Come the first of November, we're like Kramer after the Kenny Rogers' Chicken Roasters opened up across the street:
Rods and cones all screwed up, pouring Pepto Bismol into cereal bowls.
The backlash against it grows by the year, even if the motifs don't change. Over the next week or two I'll look at some of the common motifs associated with this formerly normal month, and offer fresh ways to not only cope with it all, but be a productive member of society along the way.
But first let me introduce you to a proverb worth remembering:
If you think one person can't make a difference, try spending the night in a small room with a mosquito.
I don't think the people who wear this on T-shirts realize how broadly offensive and stupid this question is. After all, the implication is that while wearing pink in October is manly, wearing pink during the remaining eleven months out of the year is not at all manly—and the opposite of manly is girly, which for a man implies gay or queer. This idiotic form of peer pressure asserts that those who don't comply are, according to those decaying stereotypes and in the words of good ol' Arnold, girly-men.

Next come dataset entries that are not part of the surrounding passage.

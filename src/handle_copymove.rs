use http::StatusCode as SC;

use crate::DavResult;
use crate::account::{DavAccount, Permission};
use crate::distributor::{DavPassport, DavRoute, Distributor};
use crate::errors::DavError;
use crate::fs::{DavProp, FsError};
use crate::request::{DavRequest, DavResponse};
use crate::util::{DavMethod, Depth};

impl Distributor {
    // copy the dead properties of one resource to another.
    async fn copy_props(&self, source: &DavRoute<'_>, dest: &DavRoute<'_>) -> DavResult<()> {
        let props = match source.provider().get_props(&source.rel_path).await {
            Ok(props) => props,
            Err(FsError::NotImplemented) => return Ok(()),
            Err(e) => return Err(e.into()),
        };
        if props.is_empty() {
            return Ok(());
        }
        let patch: Vec<(bool, DavProp)> = props.into_iter().map(|p| (true, p)).collect();
        match dest.provider().patch_props(&dest.rel_path, patch).await {
            Ok(res) => {
                for (status, prop) in res.iter().filter(|(s, _)| !s.is_success()) {
                    debug!("copy_props: {} on {}: {}", prop.identity, dest.path, status);
                }
                Ok(())
            },
            Err(FsError::NotImplemented) => Ok(()),
            Err(e) => Err(e.into()),
        }
    }

    async fn copy_file(&self, source: &DavRoute<'_>, dest: &DavRoute<'_>) -> DavResult<()> {
        if source.same_mount(dest) {
            source.provider().copy(&source.rel_path, &dest.rel_path).await?;
            return Ok(());
        }
        // between providers, the data goes through us.
        let data = source.provider().read(&source.rel_path).await?;
        dest.provider().write(&dest.rel_path, data).await?;
        self.copy_props(source, dest).await
    }

    pub(crate) async fn do_copy(&self, source: &DavRoute<'_>, topdest: &DavRoute<'_>, depth: Depth) -> DavResult<()> {
        let mut todo = vec![(source.clone(), topdest.clone())];
        while let Some((source, dest)) = todo.pop() {
            debug!("do_copy {} {} depth {}", source.path, dest.path, depth);

            // when doing "COPY /a/b /a/b/c make sure we don't recursively
            // copy /a/b/c/ into /a/b/c.
            if source.same_mount(topdest) && source.rel_path == topdest.rel_path {
                continue;
            }

            // if it's a file we can overwrite it.
            let meta = source.provider().metadata(&source.rel_path).await?;
            if !meta.is_dir() {
                self.copy_file(&source, &dest).await?;
                continue;
            }

            match dest.provider().create_dir(&dest.rel_path).await {
                Ok(()) | Err(FsError::Exists) => {},
                Err(e) => return Err(e.into()),
            }
            self.copy_props(&source, &dest).await?;

            // only recurse when Depth > 0.
            if depth == Depth::Zero {
                continue;
            }
            for dirent in source.provider().read_dir(&source.rel_path).await? {
                let name = dirent.name();
                todo.push((source.child(&name)?, dest.child(&name)?));
            }
        }
        Ok(())
    }

    // every member that gets copied or moved must be readable (writable
    // for MOVE) at the source and writable at the destination.
    async fn check_copy_members(
        &self,
        src: &DavRoute<'_>,
        dst: &DavRoute<'_>,
        account: &DavAccount,
        depth: Depth,
        src_write: bool,
    ) -> DavResult<()> {
        if depth == Depth::Zero || !(account.restricts_below(&src.path) || account.restricts_below(&dst.path)) {
            return Ok(());
        }
        for rel in self.members(src).await? {
            let denied = account.resolve(&src.path.join(&rel), src_write) == Permission::Denied
                || account.resolve(&dst.path.join(&rel), true) == Permission::Denied;
            if denied {
                debug!("{} {}: member {} denied", src.path, dst.path, rel);
                return Err(DavError::Denied);
            }
        }
        Ok(())
    }

    pub(crate) async fn handle_copymove(
        &self,
        passport: &DavPassport<'_>,
        req: &DavRequest,
        account: &DavAccount,
    ) -> DavResult<DavResponse> {
        let method = req.method;
        let src = &passport.src;
        let dst = passport.dst.as_ref().ok_or(DavError::Status(SC::BAD_REQUEST))?;

        let depth = match req.depth {
            Some(Depth::Infinity) | None => Depth::Infinity,
            Some(Depth::Zero) if method == DavMethod::Copy => Depth::Zero,
            _ => return Err(DavError::Status(SC::BAD_REQUEST)),
        };

        let meta = src.provider().metadata(&src.rel_path).await?;
        if method == DavMethod::Move && src.is_mount_root() {
            return Err(DavError::Status(SC::FORBIDDEN));
        }

        // check if source == dest, and MOVE into itself.
        if src.same_mount(dst) {
            if src.rel_path == dst.rel_path {
                return Err(DavError::Status(SC::FORBIDDEN));
            }
            if method == DavMethod::Move && meta.is_dir() && src.rel_path.is_ancestor_or_self(&dst.rel_path) {
                return Err(DavError::Status(SC::CONFLICT));
            }
        }

        // parent of the destination must exist.
        if !self.has_parent(dst).await {
            return Err(DavError::Status(SC::CONFLICT));
        }

        // check if overwrite is "F"
        let exists = dst.provider().metadata(&dst.rel_path).await.is_ok();
        if !req.overwrite && exists {
            return Err(DavError::Status(SC::PRECONDITION_FAILED));
        }

        // permissions on all members, before anything is changed.
        self.check_copy_members(src, dst, account, depth, method == DavMethod::Move)
            .await?;
        if exists {
            self.check_members(dst, account, true).await?;
        }

        // check locks. for MOVE the source is removed, so check it too.
        if method == DavMethod::Move {
            self.check_locks(src, &req.lock_tokens, true)?;
            self.check_parent_locks(src, &req.lock_tokens)?;
        }
        self.check_locks(dst, &req.lock_tokens, true)?;
        self.check_parent_locks(dst, &req.lock_tokens)?;

        // see if we need to delete the destination first.
        if exists {
            debug!("handle_copymove: deleting destination {}", dst.path);
            dst.provider().remove(&dst.rel_path).await?;
            self.inner.ls.delete(&dst.lock_path);
        }

        if method == DavMethod::Copy {
            self.do_copy(src, dst, depth).await?;
        } else {
            if src.same_mount(dst) {
                src.provider().rename(&src.rel_path, &dst.rel_path).await?;
            } else {
                self.do_copy(src, dst, Depth::Infinity).await?;
                src.provider().remove(&src.rel_path).await?;
            }
            // move was successful, remove locks at old location.
            self.inner.ls.delete(&src.lock_path);
        }

        Ok(if exists {
            DavResponse::NoContent
        } else {
            DavResponse::Created
        })
    }
}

Nobody should go around accusing people who don't wear pink of not caring about breast cancer, just like no one should go around accusing those who do wear pink of only caring about the appearance of caring about breast cancer … even if the latter is far more likely accurate than the former.
The subtext here is simple: pink is acceptable only in October, and only when others challenge you to wear it. These qualifiers define manhood. But for a man, compliance becomes a sad kind of conformity, and in the end so long as there is a cultural disclaimer on wearing pink in October, this slogan is self-defeatist bullying.
More importantly, it serves no purposes whatsoever. Get people involved in helping people in their own communities, on their own street blocks, who have breast cancer. What does their primary caregiver say they need? If they say "I need that man to wear pink" then I'll take it all back.